We are planning for January 2, 2011 . We use a boat launch that has parking for trailers as a rendezvous. It does have bathrooms (well sort of) and it is easy to find for most people. You will need a Vehicle permit from Fish and Game. Bring a friend that has one and save money. You should also have a slow moving vehicle sign on your cart. We plan to arrive sometime before 10 A.M and start the drive by 11 A.M. We are not organizers or sponsors of this drive but if anyone wants to join us feel free to come and have some fun. There are no official rules or start times. Food and drinks are on your own.

Ron

Directions:

From Seattle go south on 1-5 take exit 104 and proceed like you are going to Aberdeen. (Exit 104 to hwy 101 stay to the left to hwy 8 then to hwy 12 at Elma about 26 miles from I-5. Brady is about 5 miles further . You will need to be in the left lane after crossing the Satsop River Bridge. The Brady exit is about 500 yards after the bridge . You will be turning left off the freeway onto Brady loop Rd. There is a turn lane. Go to the stop sign and turn right onto Brady Loop Rd. The next turn is left on Foster In about a mile the road goes to the right and turns into Brady Loop Rd W. You will see the Recreational area/boat launch on the left. If you have Google Earth, use Brady loop Rd , Montesano, Washington, as the location. It will show the roads very clearly.


----------



## hobbyhorse23 (Dec 6, 2010)

For once I'm off New Year's Eve but I'm working the 1st and 2nd. Dang it! Maybe I can coax someone at work into trading that day for me as I'd really like to come. It would be a great outing for Turbo to get used to other horses and carts by being ponied along. (Of course as a stallion it could be a bit interesting. Hmm. Was planning on gelding in late Jan./early Feb.




)

Still, I know Kody would like it and it would be fun to drive in company again.

Leia


----------



## jleonard (Dec 6, 2010)

You Northwesterner's have all the fun! Wish I were closer to join in your great activities, have a wonderful time to all those who attend!


----------



## hobbyhorse23 (Dec 6, 2010)

jleonard said:


> You Northwesterner's have all the fun!


Says she taking weekly driving lessons with *Sterling Graburn* at Gayla!!

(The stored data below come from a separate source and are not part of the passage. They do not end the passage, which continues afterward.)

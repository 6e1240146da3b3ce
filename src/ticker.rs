//! Periodic tick scheduling
use std::fmt;
use std::time::{Duration, Instant};

/// Something that calls back into the game at a regular interval.
///
/// Scheduling hands out a handle; the game keeps at most one live handle and
/// cancels it before scheduling again.
pub(crate) trait TickSource {
    type Handle: Copy + fmt::Debug + Eq;

    /// Begin firing every `interval`, starting one `interval` from now
    fn schedule(&mut self, interval: Duration) -> Self::Handle;

    /// Stop the schedule identified by `handle`.  Stale handles are ignored.
    fn cancel(&mut self, handle: Self::Handle);

    /// Change the period of a live schedule without losing the time already
    /// waited since it last fired
    fn retime(&mut self, handle: Self::Handle, interval: Duration);
}

#[derive(Clone, Copy, Debug, Eq, PartialEq)]
pub(crate) struct TickHandle(u64);

/// A [`TickSource`] driven by polling: the event loop asks for the next
/// [`deadline()`][Ticker::deadline], waits for input until then, and calls
/// [`fire()`][Ticker::fire].
#[derive(Clone, Debug, Default, Eq, PartialEq)]
pub(crate) struct Ticker {
    issued: u64,
    live: Option<Schedule>,
}

#[derive(Clone, Copy, Debug, Eq, PartialEq)]
struct Schedule {
    handle: TickHandle,
    interval: Duration,
    /// When the schedule was created or last fired
    anchor: Instant,
    next: Instant,
}

impl Ticker {
    pub(crate) fn new() -> Ticker {
        Ticker::default()
    }

    /// Return when the next tick is due, if anything is scheduled
    pub(crate) fn deadline(&self) -> Option<Instant> {
        self.live.map(|sched| sched.next)
    }

    /// Return whether a tick is due at `now`, advancing the schedule by one
    /// period if so.  A schedule that has fallen more than a period behind
    /// is re-anchored at `now` instead of firing a burst of catch-up ticks.
    pub(crate) fn fire(&mut self, now: Instant) -> bool {
        let Some(sched) = self.live.as_mut() else {
            return false;
        };
        if now < sched.next {
            return false;
        }
        sched.anchor = sched.next;
        sched.next += sched.interval;
        if sched.next <= now {
            sched.anchor = now;
            sched.next = now + sched.interval;
        }
        true
    }

    fn schedule_at(&mut self, interval: Duration, now: Instant) -> TickHandle {
        self.issued += 1;
        let handle = TickHandle(self.issued);
        self.live = Some(Schedule {
            handle,
            interval,
            anchor: now,
            next: now + interval,
        });
        handle
    }
}

impl TickSource for Ticker {
    type Handle = TickHandle;

    fn schedule(&mut self, interval: Duration) -> TickHandle {
        self.schedule_at(interval, Instant::now())
    }

    fn cancel(&mut self, handle: TickHandle) {
        if self.live.is_some_and(|sched| sched.handle == handle) {
            self.live = None;
        }
    }

    fn retime(&mut self, handle: TickHandle, interval: Duration) {
        if let Some(sched) = self.live.as_mut().filter(|sched| sched.handle == handle) {
            sched.interval = interval;
            sched.next = sched.anchor + interval;
        }
    }
}

#[cfg(test)]
mod tests {
    use super::*;

    const MS: Duration = Duration::from_millis(1);

    #[test]
    fn fires_once_per_interval() {
        let t0 = Instant::now();
        let mut ticker = Ticker::new();
        let _ = ticker.schedule_at(100 * MS, t0);
        assert_eq!(ticker.deadline(), Some(t0 + 100 * MS));
        assert!(!ticker.fire(t0 + 50 * MS), "fired early");
        assert!(ticker.fire(t0 + 100 * MS), "did not fire on time");
        assert!(!ticker.fire(t0 + 100 * MS), "fired twice");
        assert_eq!(ticker.deadline(), Some(t0 + 200 * MS));
        assert!(ticker.fire(t0 + 230 * MS), "did not fire late");
        assert_eq!(ticker.deadline(), Some(t0 + 300 * MS));
    }

    #[test]
    fn reanchors_when_far_behind() {
        let t0 = Instant::now();
        let mut ticker = Ticker::new();
        let _ = ticker.schedule_at(100 * MS, t0);
        assert!(ticker.fire(t0 + 500 * MS), "did not fire");
        assert_eq!(ticker.deadline(), Some(t0 + 600 * MS));
    }

    #[test]
    fn cancel() {
        let t0 = Instant::now();
        let mut ticker = Ticker::new();
        let h = ticker.schedule_at(100 * MS, t0);
        ticker.cancel(h);
        assert_eq!(ticker.deadline(), None);
        assert!(!ticker.fire(t0 + 100 * MS), "cancelled schedule fired");
    }

    #[test]
    fn cancel_stale_handle() {
        let t0 = Instant::now();
        let mut ticker = Ticker::new();
        let h1 = ticker.schedule_at(100 * MS, t0);
        ticker.cancel(h1);
        let h2 = ticker.schedule_at(50 * MS, t0);
        assert_ne!(h1, h2);
        ticker.cancel(h1);
        assert_eq!(ticker.deadline(), Some(t0 + 50 * MS));
    }

    #[test]
    fn schedule_restarts_phase() {
        let t0 = Instant::now();
        let mut ticker = Ticker::new();
        let h1 = ticker.schedule_at(142 * MS, t0);
        assert!(ticker.fire(t0 + 142 * MS), "did not fire");
        ticker.cancel(h1);
        let _ = ticker.schedule_at(111 * MS, t0 + 200 * MS);
        assert_eq!(ticker.deadline(), Some(t0 + 311 * MS));
    }

    #[test]
    fn retime_keeps_phase() {
        let t0 = Instant::now();
        let mut ticker = Ticker::new();
        let h = ticker.schedule_at(142 * MS, t0);
        assert!(ticker.fire(t0 + 142 * MS), "did not fire");
        ticker.retime(h, 111 * MS);
        assert_eq!(ticker.deadline(), Some(t0 + 253 * MS));
        assert!(ticker.fire(t0 + 253 * MS), "did not fire");
        assert_eq!(ticker.deadline(), Some(t0 + 364 * MS));
    }

    #[test]
    fn retime_stale_handle() {
        let t0 = Instant::now();
        let mut ticker = Ticker::new();
        let h1 = ticker.schedule_at(100 * MS, t0);
        ticker.cancel(h1);
        let _ = ticker.schedule_at(100 * MS, t0);
        ticker.retime(h1, 10 * MS);
        assert_eq!(ticker.deadline(), Some(t0 + 100 * MS));
    }
}
use crate::consts;
use crate::engine::{Direction, GameState, Snapshot, SnapshotSink};
use crate::util::{center_rect, get_display_area};
use ratatui::{
    buffer::Buffer,
    layout::{Constraint, Layout, Margin, Position, Rect, Size},
    style::Style,
    text::{Line, Span},
    widgets::{Block, Widget},
};

/// A [`SnapshotSink`] that holds on to the most recent snapshot until the
/// next frame is drawn
#[derive(Clone, Debug, Default, Eq, PartialEq)]
pub(crate) struct LatestSnapshot(Option<Snapshot>);

impl LatestSnapshot {
    pub(crate) fn latest(&self) -> Option<&Snapshot> {
        self.0.as_ref()
    }
}

impl SnapshotSink for LatestSnapshot {
    fn show(&mut self, snapshot: Snapshot) {
        self.0 = Some(snapshot);
    }
}

/// The game screen: score bar, board, and a line of instructions
#[derive(Clone, Copy, Debug, Eq, PartialEq)]
pub(crate) enum GameScreen<'a> {
    /// Nothing has been played yet
    Idle { high_score: u32 },
    Run(&'a Snapshot),
}

impl GameScreen<'_> {
    fn state(self) -> GameState {
        match self {
            GameScreen::Idle { .. } => GameState::Idle,
            GameScreen::Run(snap) => snap.state,
        }
    }

    fn score_bar(self) -> String {
        let (score, speed, high_score) = match self {
            GameScreen::Idle { high_score } => (0, 1, high_score),
            GameScreen::Run(snap) => (snap.score, snap.speed, snap.high_score),
        };
        format!(" Score: {score}   Speed: {speed}   High Score: {high_score}")
    }

    fn message(self) -> Line<'static> {
        let key = |k: &'static str| Span::styled(k, consts::KEY_STYLE);
        match self.state() {
            GameState::Idle => Line::from_iter([
                Span::raw(" Press "),
                key("Space"),
                Span::raw(" to start, "),
                key("q"),
                Span::raw(" to quit"),
            ]),
            GameState::Playing => Line::from_iter([
                Span::raw(" Steer with the arrow keys, "),
                key("r"),
                Span::raw(" to restart, "),
                key("q"),
                Span::raw(" to quit"),
            ]),
            GameState::GameOver => Line::from_iter([
                Span::raw(" GAME OVER! Press "),
                key("Space"),
                Span::raw(" to play again, "),
                key("q"),
                Span::raw(" to quit"),
            ]),
        }
    }
}

impl Widget for GameScreen<'_> {
    fn render(self, area: Rect, buf: &mut Buffer) {
        let display = get_display_area(area);
        let [score_area, board_area, msg_area] = Layout::vertical([
            Constraint::Length(1),
            Constraint::Fill(1),
            Constraint::Length(1),
        ])
        .areas(display);
        Line::styled(self.score_bar(), consts::SCORE_BAR_STYLE).render(score_area, buf);

        let block_area = center_rect(
            board_area,
            Size {
                width: consts::GRID_SIZE * consts::CELL_WIDTH + 2,
                height: consts::GRID_SIZE + 2,
            },
        );
        Block::bordered().render(block_area, buf);
        if let GameScreen::Run(snap) = self {
            let mut board = Canvas {
                area: block_area.inner(Margin::new(1, 1)),
                buf,
            };
            board.draw_cell(snap.food, consts::FOOD_GLYPH, consts::FOOD_STYLE);
            if let Some((&head, body)) = snap.snake.split_first() {
                for &p in body {
                    board.draw_cell(p, consts::SNAKE_BODY_GLYPH, consts::SNAKE_STYLE);
                }
                if snap.state == GameState::GameOver {
                    board.draw_cell(head, consts::COLLISION_GLYPH, consts::COLLISION_STYLE);
                } else {
                    board.draw_cell(head, head_glyph(snap.direction), consts::SNAKE_STYLE);
                }
            }
        }

        self.message().render(msg_area, buf);
    }
}

fn head_glyph(direction: Direction) -> &'static str {
    match direction {
        Direction::Up => consts::SNAKE_HEAD_UP_GLYPH,
        Direction::Down => consts::SNAKE_HEAD_DOWN_GLYPH,
        Direction::Left => consts::SNAKE_HEAD_LEFT_GLYPH,
        Direction::Right => consts::SNAKE_HEAD_RIGHT_GLYPH,
    }
}

/// The board's interior, addressed in grid cells rather than terminal cells
#[derive(Debug, Eq, PartialEq)]
struct Canvas<'a> {
    area: Rect,
    buf: &'a mut Buffer,
}

impl Canvas<'_> {
    fn draw_cell(&mut self, pos: Position, glyph: &str, style: Style) {
        let Some(x) = pos
            .x
            .checked_mul(consts::CELL_WIDTH)
            .and_then(|x| self.area.x.checked_add(x))
        else {
            return;
        };
        let Some(y) = self.area.y.checked_add(pos.y) else {
            return;
        };
        for (ch, x) in glyph.chars().zip(x..) {
            if let Some(cell) = self.buf.cell_mut((x, y)) {
                cell.set_char(ch);
                cell.set_style(style);
            }
        }
    }
}
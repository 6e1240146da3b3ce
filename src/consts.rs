//! Assorted constants & hard-coded configuration
use crate::engine::Direction;
use ratatui::{
    layout::{Position, Size},
    style::{Color, Modifier, Style},
};

/// Number of cells along each side of the square grid
pub(crate) const GRID_SIZE: u16 = 20;

/// Where the snake's single segment is placed at the start of a run
pub(crate) const SNAKE_START: Position = Position { x: 10, y: 10 };

/// The snake's heading at the start of a run
pub(crate) const INITIAL_DIRECTION: Direction = Direction::Right;

/// The speed level goes up by one each time the score reaches a multiple of
/// this
pub(crate) const SPEED_UP_EVERY: u32 = 5;

/// Ticks per second before any speed levels are added
pub(crate) const BASE_TICK_RATE: u64 = 5;

/// Additional ticks per second for each speed level
pub(crate) const TICK_RATE_PER_SPEED: u64 = 2;

/// Draw everything inside a rectangle of this size in the center of the
/// terminal window.
///
/// Cf. [`crate::util::get_display_area()`]
pub(crate) const DISPLAY_SIZE: Size = Size {
    width: 80,
    height: 24,
};

/// Number of terminal columns used to draw one grid cell, so that cells come
/// out roughly square
pub(crate) const CELL_WIDTH: u16 = 2;

/// Glyph for the snake's head when it is moving up
pub(crate) const SNAKE_HEAD_UP_GLYPH: &str = "^^";

/// Glyph for the snake's head when it is moving down
pub(crate) const SNAKE_HEAD_DOWN_GLYPH: &str = "vv";

/// Glyph for the snake's head when it is moving left
pub(crate) const SNAKE_HEAD_LEFT_GLYPH: &str = "<<";

/// Glyph for the snake's head when it is moving right
pub(crate) const SNAKE_HEAD_RIGHT_GLYPH: &str = ">>";

/// Glyph for the parts of the snake's body
pub(crate) const SNAKE_BODY_GLYPH: &str = "██";

/// Glyph for the food
pub(crate) const FOOD_GLYPH: &str = "()";

/// Glyph for the snake's head once it has crashed
pub(crate) const COLLISION_GLYPH: &str = "XX";

/// Style for the snake's head and body
pub(crate) const SNAKE_STYLE: Style = Style::new().fg(Color::Green).add_modifier(Modifier::BOLD);

/// Style for the food
pub(crate) const FOOD_STYLE: Style = Style::new().fg(Color::LightRed);

/// Style for [`COLLISION_GLYPH`]
pub(crate) const COLLISION_STYLE: Style = Style::new()
    .fg(Color::LightRed)
    .add_modifier(Modifier::REVERSED);

/// Style for key names shown in the interface
pub(crate) const KEY_STYLE: Style = Style::new().fg(Color::Yellow);

/// Style for the score bar at the top of the game screen
pub(crate) const SCORE_BAR_STYLE: Style = Style::new().add_modifier(Modifier::REVERSED);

And living less than an hour from the Horse Park! Lucky dog.





Leia


----------



## jleonard (Dec 6, 2010)

hobbyhorse23 said:


> Says she taking weekly driving lessons with *Sterling Graburn* at Gayla!!
> 
> 
> 
> ...


Lol! OK, OK, I have it pretty good



Still sounds like you guys have an awesome group of mini driving friends out there!


----------



## Peggy Porter (Dec 6, 2010)

> Says she taking weekly driving lessons with *Sterling Graburn* at Gayla!!
> 
> 
> 
> ...


Ditto that!

Hey Jess how about if you and Locita come by and pick up me and Butch and we'll head to the beautiful Pacific northwest for some fun??!!!

Should only be a two weeks long trip!


----------



## R Whiteman (Dec 6, 2010)

If some distant friends were to be in the area on said day,there may be a chance that a horse and a carriage might just appear. Just a word in advance and you could have a chance to participate in our festive event here in "The Great Northwest." Those that live close , don't make an excuse just bring you and your cayuse and enjoy .

Ron

P.S. This is not that far from Oregon


----------



## ClickMini (Dec 6, 2010)

Leia, if you want to go just say the word and maybe we can carpool. I MAY be ready to go down there by then. ***FINGERS CROSSED*** If it is too much, maybe we can figure out an alternative local to us in the same time frame.





Amy, who is still laying on the couch trying very hard, very, very hard, to be a good patient.


----------



## susanne (Dec 8, 2010)

I was hoping you were going to put this drive together once again! I believe that Sunday is open for us -- I just need to buy an SMV sign to be street legal.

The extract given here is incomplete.